Ten GCSEs are usually taken by each pupil, consisting of five compulsory subjects (Religious Studies, Mathematics, English Language and Literature, and a modern language (French, German or Spanish) plus Information Technology and Personal, Social Education, with five other options from humanities, sciences, or arts subjects. In Poetry (lower sixth), four or five AS-Levels are taken from a choice of 25 subjects, with a weekly Theology class. One of these may be dropped and the remainder, or all, taken on to A-Level. Six A* – C grades are the requirement for Sixth Form entry. Each academic department has dedicated teaching rooms around the school, in addition to the general classrooms and playroom study places.

Education during the college's early history was based on St Ignatius' Ratio Studiorum, with emphasis upon theology, classics and science, all of which still feature prominently in the curriculum. The educational practice, observed at the College of St Omer, of dividing a class into Romans and Carthaginians continued long after the migration to Stonyhurst but is not employed today; each pupil would be pitched against an opponent with the task of picking up on the other's mistakes in an attempt to score points.

Until Roman Catholics were admitted to Oxbridge in 1854, Stonyhurst was also home to "philosopher gentlemen" studying BA courses under the London Matriculation Examination system.
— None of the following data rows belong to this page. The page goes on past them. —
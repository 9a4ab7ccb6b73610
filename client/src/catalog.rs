//! Prompt catalog controller.
//!
//! Owns the current [`QueryState`] and what is on screen. Filter events go in
//! through [`CatalogController::apply`], which hands back the single fetch the
//! caller has to run; results come back through
//! [`CatalogController::complete`], which drops anything but the latest.

use prompt_hub_shared::{
    collect_facets, Facets, Notice, Page, PromptCategory, PromptItem, PromptQuery, QueryEvent,
    QueryState,
};

use crate::{
    api::CatalogApi,
    error::ApiError,
    sequence::{RequestSequence, RequestTicket},
};

/// Notice shown when a catalog load fails.
pub const LOAD_PROMPTS_FAILED: &str = "加载提示词失败，请稍后重试";

/// A request the caller must run and report back.
#[derive(Debug, Clone, PartialEq, Eq)]
pub struct PendingFetch {
    /// Ticket to hand back to [`CatalogController::complete`].
    pub ticket: RequestTicket,
    /// Request to send.
    pub query: PromptQuery,
}

/// What the catalog currently shows.
#[derive(Debug, Clone, Default, PartialEq)]
pub struct CatalogView {
    /// Prompts that pass the current filters.
    pub prompts: Vec<PromptItem>,
    /// Filter options, from the last successful load.
    pub facets: Facets,
    /// Number of prompts on screen after client-side filtering.
    pub total: u64,
    /// Number of prompts the server reported for the query.
    pub server_total: u64,
    /// A fetch for the current state is in flight.
    pub loading: bool,
    /// Message to show once.
    pub notice: Option<Notice>,
}

/// State machine behind the catalog view.
#[derive(Debug)]
pub struct CatalogController {
    state: QueryState,
    sequence: RequestSequence,
    view: CatalogView,
}

impl CatalogController {
    /// Unfiltered catalog of `category`.
    pub fn new(category: PromptCategory) -> Self {
        Self::with_state(QueryState::new(category))
    }

    /// Catalog starting from an arbitrary query state.
    pub fn with_state(state: QueryState) -> Self {
        Self {
            state,
            sequence: RequestSequence::new(),
            view: CatalogView::default(),
        }
    }

    /// Current query state.
    pub fn state(&self) -> &QueryState {
        &self.state
    }

    /// What is on screen.
    pub fn view(&self) -> &CatalogView {
        &self.view
    }

    /// Take the pending notice so it is shown once.
    pub fn take_notice(&mut self) -> Option<Notice> {
        self.view.notice.take()
    }

    /// Prompt by id among those on screen.
    pub fn find(&self, id: &str) -> Option<&PromptItem> {
        self.view.prompts.iter().find(|prompt| prompt.id == id)
    }

    /// Issue a fetch for the current state (initial load, manual reload).
    pub fn refresh(&mut self) -> PendingFetch {
        self.view.loading = true;
        PendingFetch {
            ticket: self.sequence.issue(),
            query: self.state.to_prompt_query(),
        }
    }

    /// Apply a filter event; `None` when it changed nothing.
    pub fn apply(&mut self, event: QueryEvent) -> Option<PendingFetch> {
        let next = self.state.apply(event)?;
        tracing::debug!(?next, "catalog query changed");
        self.state = next;
        Some(self.refresh())
    }

    /// Record the outcome of `ticket`. Returns whether the view changed.
    pub fn complete(
        &mut self,
        ticket: RequestTicket,
        result: Result<Page<PromptItem>, ApiError>,
    ) -> bool {
        if !self.sequence.is_latest(ticket) {
            tracing::debug!(ticket = ticket.get(), "discarding stale prompt response");
            return false;
        }

        self.view.loading = false;
        match result {
            Ok(page) => {
                self.view.facets = collect_facets(&page.items);
                self.view.server_total = page.total;
                self.view.prompts = page
                    .items
                    .into_iter()
                    .filter(|prompt| self.state.matches(prompt))
                    .collect();
                self.view.total = self.view.prompts.len() as u64;
            },
            Err(err) => {
                tracing::error!("加载提示词失败: {err}");
                self.view.prompts.clear();
                self.view.total = 0;
                self.view.server_total = 0;
                self.view.notice = Some(Notice::error(LOAD_PROMPTS_FAILED));
            },
        }
        true
    }

    /// Run `fetch` against `api` and record the result.
    pub async fn run<A: CatalogApi + ?Sized>(&mut self, api: &A, fetch: PendingFetch) -> bool {
        let result = api.fetch_prompts(&fetch.query).await;
        self.complete(fetch.ticket, result)
    }
}

#[cfg(test)]
mod tests {
    use super::*;
    use crate::error::ProtocolError;

    fn prompt(id: &str, tags: &[&str], professions: &[&str]) -> PromptItem {
        PromptItem {
            id: id.to_string(),
            category: PromptCategory::Text,
            title: format!("prompt {id}"),
            description: "template".to_string(),
            example: None,
            image_url: None,
            video_url: None,
            tags: tags.iter().map(|tag| tag.to_string()).collect(),
            source: None,
            professions: professions.iter().map(|p| p.to_string()).collect(),
        }
    }

    fn page(items: Vec<PromptItem>) -> Page<PromptItem> {
        Page {
            total: items.len() as u64,
            items,
            page: 1,
            page_size: 1000,
        }
    }

    #[test]
    fn stale_response_does_not_overwrite_newer_one() {
        let mut controller = CatalogController::new(PromptCategory::Text);
        let first = controller.refresh();
        let second = controller
            .apply(QueryEvent::SearchSettled("report".to_string()))
            .expect("search change");

        assert!(controller.complete(second.ticket, Ok(page(vec![prompt("2", &[], &[])]))));
        assert!(!controller.complete(first.ticket, Ok(page(vec![prompt("1", &[], &[])]))));

        let ids: Vec<&str> = controller
            .view()
            .prompts
            .iter()
            .map(|prompt| prompt.id.as_str())
            .collect();
        assert_eq!(ids, vec!["2"]);
        assert!(!controller.view().loading);
    }

    #[test]
    fn stale_failure_is_ignored_too() {
        let mut controller = CatalogController::new(PromptCategory::Text);
        let first = controller.refresh();
        let second = controller
            .apply(QueryEvent::ToggleTag("seo".to_string()))
            .expect("tag change");

        assert!(controller.complete(second.ticket, Ok(page(vec![prompt("5", &["seo"], &[])]))));
        let stale = Err(ApiError::Protocol(ProtocolError::HttpStatus(502)));
        assert!(!controller.complete(first.ticket, stale));
        assert_eq!(controller.view().prompts.len(), 1);
        assert_eq!(controller.view().notice, None);
    }

    #[test]
    fn every_filter_change_issues_one_fetch_on_page_one() {
        let mut controller = CatalogController::new(PromptCategory::Text);
        controller
            .apply(QueryEvent::GoToPage(4))
            .expect("page change");

        let fetch = controller
            .apply(QueryEvent::ToggleProfession("writer".to_string()))
            .expect("profession change");
        assert_eq!(fetch.query.page, 1);
        assert_eq!(fetch.query.professions, vec!["writer".to_string()]);

        assert_eq!(controller.apply(QueryEvent::SetCategory(PromptCategory::Text)), None);
    }

    #[test]
    fn failure_clears_prompts_and_raises_notice() {
        let mut controller = CatalogController::new(PromptCategory::Image);
        let first = controller.refresh();
        controller.complete(first.ticket, Ok(page(vec![prompt("1", &["anime"], &[])])));

        let second = controller.refresh();
        let failed = Err(ApiError::Protocol(ProtocolError::Envelope {
            code: 1,
            message: "boom".to_string(),
        }));
        assert!(controller.complete(second.ticket, failed));
        assert!(controller.view().prompts.is_empty());
        assert_eq!(controller.view().facets.tags, vec!["anime".to_string()]);

        let notice = controller.take_notice().expect("notice");
        assert!(notice.is_error());
        assert_eq!(notice.message, LOAD_PROMPTS_FAILED);
        assert_eq!(controller.take_notice(), None);
    }

    #[test]
    fn client_side_guard_applies_mixed_policy() {
        let mut controller = CatalogController::new(PromptCategory::Text);
        controller.apply(QueryEvent::ToggleTag("seo".to_string()));
        controller.apply(QueryEvent::ToggleTag("blog".to_string()));
        let fetch = controller
            .apply(QueryEvent::SetProfessions(
                ["writer", "marketer"]
                    .into_iter()
                    .map(str::to_string)
                    .collect(),
            ))
            .expect("profession change");

        let items = vec![
            prompt("1", &["seo", "blog"], &["marketer"]),
            prompt("2", &["seo"], &["writer"]),
            prompt("3", &["seo", "blog"], &["nurse"]),
        ];
        controller.complete(fetch.ticket, Ok(page(items)));

        let ids: Vec<&str> = controller
            .view()
            .prompts
            .iter()
            .map(|prompt| prompt.id.as_str())
            .collect();
        assert_eq!(ids, vec!["1"]);
    }

    #[test]
    fn total_counts_what_is_shown() {
        let mut controller = CatalogController::new(PromptCategory::Text);
        let fetch = controller
            .apply(QueryEvent::ToggleTag("seo".to_string()))
            .expect("tag change");

        let mut server_page = page(vec![prompt("1", &["seo"], &[]), prompt("2", &["blog"], &[])]);
        server_page.total = 40;
        controller.complete(fetch.ticket, Ok(server_page));

        let view = controller.view();
        assert_eq!(view.prompts.len(), 1);
        assert_eq!(view.total, 1);
        assert_eq!(view.server_total, 40);
    }
}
Their numbers began to fall after 1894 and the department was closed in 1916.

Libraries and collections

Libraries

Stonyhurst College has four main libraries: the Arundell, the Bay, the Square and the More (dedicated to Saint Thomas More).

The More Library is the main library for students while the 'House Libraries' (the Arundell, the Bay, and the Square) contain many artefacts from the Society of Jesus and English Catholicism. The Arundell Library, presented in 1837 by Everard, 11th Baron Arundell of Wardour, is the most significant; it is not only a country-house library from Wardour Castle but also has a notable collection of 250 incunabula, medieval manuscripts and volumes of Jacobite interest, signal among which is Mary Tudor's Book of Hours, which it is believed was given by Mary, Queen of Scots to her chaplain on the scaffold. The manuscript Le Livre de Seyntz Medicines was written in 1354 by Henry, Duke of Lancaster. To these were added the archives of the English Province of the Society of Jesus, which include 16th-century manuscript verses by St Robert Southwell SJ, the letters of St Edmund Campion SJ (1540–81) and holographs of the 19th-century poet Gerard Manley Hopkins. The Arundell Library has a copy of the Chronicles of Jean Froissart, captured at the Battle of Agincourt in 1415, and held the 7th-century Stonyhurst Gospel of St John before it was loaned to the British Library, as well as a First Folio of Shakespeare.

Collections

Among those collections kept away from public view are numerous blood-soaked garments from Jesuits martyred in Japan, the skull of Cardinal Morton, ropes used to quarter St Edmund Campion SJ, hair of St Francis Xavier SJ, an enormous solid silver jewel-encrusted monstrance, the Wintour vestments, a cope made for Henry VII, and a thorn said to be from the crown of thorns placed upon Jesus' head at the crucifixion.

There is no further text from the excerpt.